• **The problem**:
Look through the lines below and extract each one that contains "angular".
### Records for this task
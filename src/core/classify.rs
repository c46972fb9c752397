use crate::models::{Classification, ClassifyMode, DietaryCategory, Venue};

/// Lookup tables for one dietary category
///
/// `associated_cuisines` drive the community inference; any
/// `exclusion_terms` found in the venue's name or description veto it.
/// The exclusion list is a coarse safety net, not an exhaustive one.
#[derive(Debug, Clone, PartialEq)]
pub struct DietaryProfile {
    pub category: DietaryCategory,
    pub associated_cuisines: Vec<String>,
    pub exclusion_terms: Vec<String>,
}

impl DietaryProfile {
    pub fn new(
        category: DietaryCategory,
        associated_cuisines: Vec<String>,
        exclusion_terms: Vec<String>,
    ) -> Self {
        // Stored lowercase so matching only has to lowercase the venue side
        Self {
            category,
            associated_cuisines: associated_cuisines.iter().map(|c| normalize(c)).collect(),
            exclusion_terms: exclusion_terms.iter().map(|t| t.to_lowercase()).collect(),
        }
    }

    pub fn halal() -> Self {
        Self::new(
            DietaryCategory::Halal,
            [
                "Middle Eastern",
                "Turkish",
                "Pakistani",
                "Bangladeshi",
                "Indonesian",
                "Malaysian",
                "Afghan",
                "Lebanese",
                "Moroccan",
                "Iranian",
                "Persian",
            ]
            .iter()
            .map(|s| s.to_string())
            .collect(),
            ["pork", "bacon", "ham", "charcuterie", "prosciutto"]
                .iter()
                .map(|s| s.to_string())
                .collect(),
        )
    }

    /// Explicit flag, or the category named in text, cuisines or types
    pub fn has_strict_signal(&self, venue: &Venue) -> bool {
        if venue.has_dietary_flag(self.category) {
            return true;
        }

        let needle = self.category.as_str();

        if text_fields(venue).any(|text| normalize(text).contains(needle)) {
            return true;
        }

        venue
            .cuisines
            .iter()
            .chain(venue.types.iter())
            .any(|tag| normalize(tag).contains(needle))
    }

    /// Associated cuisine present and no exclusion term in name or description
    pub fn has_community_signal(&self, venue: &Venue) -> bool {
        let cuisine_match = venue.cuisines.iter().any(|tag| {
            let tag = normalize(tag);
            self.associated_cuisines
                .iter()
                .any(|cuisine| tag.contains(cuisine.as_str()))
        });

        if !cuisine_match {
            return false;
        }

        !text_fields(venue).any(|text| {
            let text = text.to_lowercase();
            self.exclusion_terms
                .iter()
                .any(|term| text.contains(term.as_str()))
        })
    }
}

impl Default for DietaryProfile {
    fn default() -> Self {
        Self::halal()
    }
}

/// Decide whether a venue qualifies under the profile's category
///
/// A strict signal always yields `verified`, whatever the mode. The cuisine
/// inference is only tried in [`ClassifyMode::All`] and yields `community`.
/// This is a best-effort heuristic, not a certification.
pub fn classify(venue: &Venue, profile: &DietaryProfile, mode: ClassifyMode) -> Classification {
    if profile.has_strict_signal(venue) {
        return Classification::verified();
    }

    if mode == ClassifyMode::All && profile.has_community_signal(venue) {
        return Classification::community();
    }

    Classification::none()
}

fn text_fields(venue: &Venue) -> impl Iterator<Item = &str> {
    std::iter::once(venue.name.as_str()).chain(venue.description.as_deref())
}

/// Lowercase and read `_`/`-` as spaces, so `middle_eastern` matches "Middle Eastern"
fn normalize(text: &str) -> String {
    text.to_lowercase().replace(['_', '-'], " ")
}
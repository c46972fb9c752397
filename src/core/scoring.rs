use crate::models::{ScoringWeights, Venue};

/// Highest composite score
pub const MAX_SCORE: f64 = 5.0;

/// Calculate the composite quality score (0.0-5.0, one decimal) for a venue
///
/// This is an internally computed ranking figure, not an official rating.
///
/// Scoring formula with the default weights:
/// score = (
///     rating / 5 * 0.6 * 5 +               # Star rating
///     min(reviews / 1000, 1) * 0.2 * 5 +   # Review volume, saturating
///     hygiene / 5 * 0.2 * 5                # Food hygiene inspection
/// )
///
/// Missing signals are never counted as zero. When the hygiene signal is
/// absent, the rating and review terms are rescaled to fill the non-hygiene
/// share of the weight and the hygiene share is handed to the rating, so a
/// venue with only a rating scores exactly its rating.
pub fn composite_score(venue: &Venue, weights: &ScoringWeights) -> f64 {
    let mut score = 0.0;
    let mut present_weight = 0.0;

    if let Some(rating) = venue.rating {
        score += rating_component(rating, weights.rating);
        present_weight += weights.rating;
    }

    if let Some(review_count) = venue.review_count {
        score += review_component(review_count, weights.review_saturation, weights.reviews);
        present_weight += weights.reviews;
    }

    match hygiene_signal(venue, weights) {
        Some(hygiene) => {
            score += rating_component(hygiene as f64, weights.hygiene);
        }
        None => {
            if present_weight > 0.0 {
                score = score / present_weight * (1.0 - weights.hygiene);
            }
            if let Some(rating) = venue.rating {
                score += rating_component(rating, weights.hygiene);
            }
        }
    }

    round_score(score.clamp(0.0, MAX_SCORE))
}

/// Hygiene score to use, if any
///
/// A score of exactly 0 counts as "no inspection" unless
/// `zero_hygiene_is_signal` is set.
#[inline]
fn hygiene_signal(venue: &Venue, weights: &ScoringWeights) -> Option<u8> {
    venue
        .hygiene_score
        .filter(|&score| score > 0 || weights.zero_hygiene_is_signal)
}

/// Contribution of a 0-5 value under `weight`
#[inline]
fn rating_component(value: f64, weight: f64) -> f64 {
    (value / 5.0) * weight * 5.0
}

/// Review volume contribution, saturating at `saturation` reviews
#[inline]
fn review_component(review_count: u32, saturation: u32, weight: f64) -> f64 {
    let normalized = if saturation == 0 {
        1.0
    } else {
        (review_count as f64 / saturation as f64).min(1.0)
    };
    normalized * weight * 5.0
}

#[inline]
fn round_score(score: f64) -> f64 {
    (score * 10.0).round() / 10.0
}
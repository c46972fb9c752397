use crate::models::{BoundingBox, GeoPoint};

/// Earth's radius in kilometers
const EARTH_RADIUS_KM: f64 = 6371.0;

/// Calculate the Haversine distance between two points in kilometers
///
/// Treats the Earth as a sphere, which is accurate to well under 1% at city
/// scale. Inputs are not validated: a NaN coordinate yields a NaN distance.
///
/// # Arguments
/// * `a` - First point in degrees
/// * `b` - Second point in degrees
///
/// # Returns
/// Distance in kilometers
#[inline]
pub fn distance_km(a: GeoPoint, b: GeoPoint) -> f64 {
    let lat1_rad = a.latitude.to_radians();
    let lat2_rad = b.latitude.to_radians();
    let delta_lat = (b.latitude - a.latitude).to_radians();
    let delta_lon = (b.longitude - a.longitude).to_radians();

    let h = (delta_lat / 2.0).sin().powi(2)
        + lat1_rad.cos() * lat2_rad.cos() * (delta_lon / 2.0).sin().powi(2);
    let c = 2.0 * h.sqrt().atan2((1.0 - h).sqrt());

    EARTH_RADIUS_KM * c
}

/// Round a distance to two decimals for display
#[inline]
pub fn round_km(distance_km: f64) -> f64 {
    (distance_km * 100.0).round() / 100.0
}

/// Calculate a bounding box around a center point
///
/// Much cheaper than Haversine, used to pre-filter before the exact check.
/// 1° latitude ≈ 111km, which is slightly shorter than a degree on a 6371km
/// sphere, so the latitude band always contains the radius circle. The
/// longitude half-width is the larger of `radius / (111km * cos(latitude))`
/// and the exact spherical extent, which grows faster for large radii away
/// from the equator.
///
/// A circle that reaches a pole spans every longitude, so the box then has
/// infinite longitude bounds. A box that crosses ±180° keeps bounds outside
/// that range and [`is_within_bounding_box`] wraps the point to match.
pub fn calculate_bounding_box(center: GeoPoint, radius_km: f64) -> BoundingBox {
    let lat_delta = radius_km / 111.0;
    let min_lat = center.latitude - lat_delta;
    let max_lat = center.latitude + lat_delta;

    let cos_lat = center.latitude.to_radians().cos().abs();
    let angular = radius_km / EARTH_RADIUS_KM;
    let reach = angular.sin() / cos_lat;

    let reaches_pole = min_lat <= -90.0 || max_lat >= 90.0;
    let lon_delta = if reaches_pole || reach >= 1.0 {
        f64::INFINITY
    } else {
        (radius_km / (111.0 * cos_lat)).max(reach.asin().to_degrees())
    };

    if lon_delta >= 180.0 {
        return BoundingBox {
            min_lat,
            max_lat,
            min_lon: f64::NEG_INFINITY,
            max_lon: f64::INFINITY,
        };
    }

    BoundingBox {
        min_lat,
        max_lat,
        min_lon: center.longitude - lon_delta,
        max_lon: center.longitude + lon_delta,
    }
}

/// Check if a point is within a bounding box
///
/// Longitudes are also tried one turn east and west, so boxes that cross
/// the antimeridian still match points on the far side.
#[inline]
pub fn is_within_bounding_box(point: GeoPoint, bbox: &BoundingBox) -> bool {
    if !(point.latitude >= bbox.min_lat && point.latitude <= bbox.max_lat) {
        return false;
    }

    [point.longitude, point.longitude - 360.0, point.longitude + 360.0]
        .into_iter()
        .any(|lon| lon >= bbox.min_lon && lon <= bbox.max_lon)
}

#[cfg(test)]
mod tests {
    use super::*;
    use geo::HaversineDistance;

    const KINGS_CROSS: GeoPoint = GeoPoint { latitude: 51.5308, longitude: -0.1238 };

    #[test]
    fn test_distance_london_to_paris() {
        let london = GeoPoint::new(51.5074, -0.1278);
        let paris = GeoPoint::new(48.8566, 2.3522);

        let distance = distance_km(london, paris);
        assert!((distance - 344.0).abs() < 10.0, "Distance should be ~344km, got {}", distance);
    }

    #[test]
    fn test_distance_zero_and_symmetric() {
        let other = GeoPoint::new(51.5155, -0.0922);

        assert_eq!(distance_km(KINGS_CROSS, KINGS_CROSS), 0.0);
        assert_eq!(distance_km(KINGS_CROSS, other), distance_km(other, KINGS_CROSS));
    }

    #[test]
    fn test_nan_propagates() {
        let broken = GeoPoint::new(f64::NAN, -0.1238);
        assert!(distance_km(KINGS_CROSS, broken).is_nan());
    }

    #[test]
    fn test_agrees_with_geo_crate() {
        // geo uses the mean radius 6371.0088km, so allow a small relative gap
        let other = GeoPoint::new(51.5033, -0.1195);
        let ours = distance_km(KINGS_CROSS, other);
        let theirs =
            geo::Point::from(KINGS_CROSS).haversine_distance(&geo::Point::from(other)) / 1000.0;

        assert!((ours - theirs).abs() / theirs < 0.001);
    }

    #[test]
    fn test_round_km() {
        assert_eq!(round_km(0.0867), 0.09);
        assert_eq!(round_km(1.234), 1.23);
    }

    #[test]
    fn test_bounding_box() {
        let bbox = calculate_bounding_box(GeoPoint::new(40.7128, -74.0060), 10.0);

        assert!(bbox.min_lat < 40.7128);
        assert!(bbox.max_lat > 40.7128);
        assert!(bbox.min_lon < -74.0060);
        assert!(bbox.max_lon > -74.0060);

        // Check approximate size (20km / 111km per degree = ~0.18 degrees)
        let lat_span = bbox.max_lat - bbox.min_lat;
        assert!((lat_span - 0.18).abs() < 0.02, "Lat span should be ~0.18 degrees");
    }

    #[test]
    fn test_bounding_box_contains_radius_edge() {
        let radius = 0.6;
        let bbox = calculate_bounding_box(KINGS_CROSS, radius);

        // Points just inside the radius due north and due east
        let north = GeoPoint::new(KINGS_CROSS.latitude + 0.0053, KINGS_CROSS.longitude);
        let east = GeoPoint::new(KINGS_CROSS.latitude, KINGS_CROSS.longitude + 0.0086);
        assert!(distance_km(KINGS_CROSS, north) <= radius);
        assert!(distance_km(KINGS_CROSS, east) <= radius);
        assert!(is_within_bounding_box(north, &bbox));
        assert!(is_within_bounding_box(east, &bbox));
    }

    #[test]
    fn test_point_within_bbox() {
        let bbox = calculate_bounding_box(GeoPoint::new(40.7128, -74.0060), 10.0);

        assert!(is_within_bounding_box(GeoPoint::new(40.7128, -74.0060), &bbox));
        assert!(is_within_bounding_box(GeoPoint::new(40.71, -74.0), &bbox));
        assert!(!is_within_bounding_box(GeoPoint::new(50.0, -80.0), &bbox));
    }

    #[test]
    fn test_bounding_box_wraps_antimeridian() {
        let bbox = calculate_bounding_box(GeoPoint::new(0.0, 179.999), 1.0);

        assert!(bbox.max_lon > 180.0);
        assert!(is_within_bounding_box(GeoPoint::new(0.0, -179.999), &bbox));
        assert!(!is_within_bounding_box(GeoPoint::new(0.0, -179.0), &bbox));
    }

    #[test]
    fn test_bounding_box_reaching_pole_spans_all_longitudes() {
        let bbox = calculate_bounding_box(GeoPoint::new(80.0, 0.0), 3000.0);

        assert!(is_within_bounding_box(GeoPoint::new(85.0, 180.0), &bbox));
        assert!(is_within_bounding_box(GeoPoint::new(85.0, -90.0), &bbox));
    }

    #[test]
    fn test_bounding_box_covers_wide_circle_at_high_latitude() {
        // Within 3000km of (60, 0), further east than 3000 / (111 * cos 60) degrees
        let center = GeoPoint::new(60.0, 0.0);
        let edge = GeoPoint::new(76.0, 60.0);
        let bbox = calculate_bounding_box(center, 3000.0);

        assert!(distance_km(center, edge) <= 3000.0);
        assert!(is_within_bounding_box(edge, &bbox));
    }

    #[test]
    fn test_bounding_box_nan_radius_matches_nothing() {
        let bbox = calculate_bounding_box(KINGS_CROSS, f64::NAN);
        assert!(!is_within_bounding_box(KINGS_CROSS, &bbox));
    }
}
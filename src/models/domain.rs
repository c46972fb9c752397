use serde::{Deserialize, Serialize};
use std::collections::BTreeSet;
use std::fmt;

/// A position on the Earth's surface in degrees
#[derive(Debug, Clone, Copy, PartialEq, Serialize, Deserialize)]
pub struct GeoPoint {
    pub latitude: f64,
    pub longitude: f64,
}

impl GeoPoint {
    pub fn new(latitude: f64, longitude: f64) -> Self {
        Self { latitude, longitude }
    }
}

impl From<GeoPoint> for geo::Point<f64> {
    fn from(point: GeoPoint) -> Self {
        geo::Point::new(point.longitude, point.latitude)
    }
}

impl From<geo::Point<f64>> for GeoPoint {
    fn from(point: geo::Point<f64>) -> Self {
        Self {
            latitude: point.y(),
            longitude: point.x(),
        }
    }
}

/// Dietary categories a venue can be flagged with
#[derive(Debug, Clone, Copy, PartialEq, Eq, PartialOrd, Ord, Hash, Serialize, Deserialize)]
#[serde(rename_all = "lowercase")]
pub enum DietaryCategory {
    Halal,
    Kosher,
    Vegan,
    Vegetarian,
    GlutenFree,
}

impl DietaryCategory {
    /// Lowercase name used for keyword matching
    pub fn as_str(&self) -> &'static str {
        match self {
            DietaryCategory::Halal => "halal",
            DietaryCategory::Kosher => "kosher",
            DietaryCategory::Vegan => "vegan",
            DietaryCategory::Vegetarian => "vegetarian",
            DietaryCategory::GlutenFree => "gluten free",
        }
    }

    /// Parse a free-form dataset tag such as `"Halal"`, `"gluten_free"` or `"gluten-free"`
    pub fn from_tag(tag: &str) -> Option<Self> {
        let normalized = tag.trim().to_lowercase().replace(['_', '-'], " ");
        match normalized.as_str() {
            "halal" => Some(DietaryCategory::Halal),
            "kosher" => Some(DietaryCategory::Kosher),
            "vegan" => Some(DietaryCategory::Vegan),
            "vegetarian" => Some(DietaryCategory::Vegetarian),
            "gluten free" | "glutenfree" => Some(DietaryCategory::GlutenFree),
            _ => None,
        }
    }
}

impl fmt::Display for DietaryCategory {
    fn fmt(&self, f: &mut fmt::Formatter<'_>) -> fmt::Result {
        f.write_str(self.as_str())
    }
}

/// Canonical venue record, normalized at ingestion
#[derive(Debug, Clone, Serialize, Deserialize)]
pub struct Venue {
    pub id: String,
    pub name: String,
    #[serde(default)]
    pub location: Option<GeoPoint>,
    #[serde(default)]
    pub rating: Option<f64>,
    #[serde(rename = "reviewCount", default)]
    pub review_count: Option<u32>,
    #[serde(rename = "hygieneScore", default)]
    pub hygiene_score: Option<u8>,
    #[serde(default)]
    pub cuisines: Vec<String>,
    #[serde(default)]
    pub types: Vec<String>,
    #[serde(default)]
    pub description: Option<String>,
    #[serde(default)]
    pub dietary: BTreeSet<DietaryCategory>,
    #[serde(default)]
    pub address: Option<String>,
    #[serde(default)]
    pub area: Option<String>,
    #[serde(rename = "priceLevel", default)]
    pub price_level: Option<u8>,
}

impl Venue {
    /// Create a venue with only an id and a name; every signal absent
    pub fn new(id: impl Into<String>, name: impl Into<String>) -> Self {
        Self {
            id: id.into(),
            name: name.into(),
            location: None,
            rating: None,
            review_count: None,
            hygiene_score: None,
            cuisines: Vec::new(),
            types: Vec::new(),
            description: None,
            dietary: BTreeSet::new(),
            address: None,
            area: None,
            price_level: None,
        }
    }

    /// Helper to check for an explicit dietary flag
    pub fn has_dietary_flag(&self, category: DietaryCategory) -> bool {
        self.dietary.contains(&category)
    }
}

/// A fixed point of interest used as the centre of proximity queries
#[derive(Debug, Clone, PartialEq, Serialize, Deserialize)]
pub struct Station {
    pub name: String,
    pub slug: String,
    pub latitude: f64,
    pub longitude: f64,
}

impl Station {
    pub fn point(&self) -> GeoPoint {
        GeoPoint::new(self.latitude, self.longitude)
    }
}

/// Classification certainty tier
#[derive(Debug, Clone, Copy, PartialEq, Eq, Serialize, Deserialize)]
#[serde(rename_all = "lowercase")]
pub enum Confidence {
    /// Explicit flag or strong textual signal
    Verified,
    /// Inferred from cuisine heuristics
    Community,
}

/// Outcome of classifying one venue
#[derive(Debug, Clone, Copy, PartialEq, Eq, Serialize, Deserialize)]
pub struct Classification {
    pub matches: bool,
    pub confidence: Option<Confidence>,
}

impl Classification {
    pub fn verified() -> Self {
        Self {
            matches: true,
            confidence: Some(Confidence::Verified),
        }
    }

    pub fn community() -> Self {
        Self {
            matches: true,
            confidence: Some(Confidence::Community),
        }
    }

    pub fn none() -> Self {
        Self {
            matches: false,
            confidence: None,
        }
    }
}

#[derive(Debug, Clone, Copy, Default, PartialEq, Eq, Serialize, Deserialize)]
#[serde(rename_all = "lowercase")]
pub enum ClassifyMode {
    /// Explicit flags and keyword signals only
    Strict,
    /// Strict signals plus cuisine-based inference
    #[default]
    All,
}

/// Venue found by a proximity query, with its raw distance
#[derive(Debug, Clone)]
pub struct NearbyVenue<'a> {
    pub venue: &'a Venue,
    pub distance_km: f64,
}

/// Ranked result entry; derived fields are recomputed on every query
#[derive(Debug, Clone, Serialize, Deserialize)]
pub struct RankedVenue {
    #[serde(flatten)]
    pub venue: Venue,
    #[serde(rename = "distanceKm", skip_serializing_if = "Option::is_none", default)]
    pub distance_km: Option<f64>,
    /// Internally computed composite, not an official rating
    #[serde(rename = "compositeScore")]
    pub score: f64,
    #[serde(default)]
    pub confidence: Option<Confidence>,
}

/// Geospatial bounding box
#[derive(Debug, Clone, Copy)]
pub struct BoundingBox {
    pub min_lat: f64,
    pub max_lat: f64,
    pub min_lon: f64,
    pub max_lon: f64,
}

/// Composite score weights
#[derive(Debug, Clone, Copy, PartialEq)]
pub struct ScoringWeights {
    pub rating: f64,
    pub reviews: f64,
    pub hygiene: f64,
    /// Review count at which the volume signal saturates
    pub review_saturation: u32,
    /// Count a hygiene score of 0 as a real inspection result instead of "absent"
    pub zero_hygiene_is_signal: bool,
}

impl Default for ScoringWeights {
    fn default() -> Self {
        Self {
            rating: 0.6,
            reviews: 0.2,
            hygiene: 0.2,
            review_saturation: 1000,
            zero_hygiene_is_signal: false,
        }
    }
}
######
• **Answer to this exercise**:
    let angular = radius_km / EARTH_RADIUS_KM;
    let reach = angular.sin() / cos_lat;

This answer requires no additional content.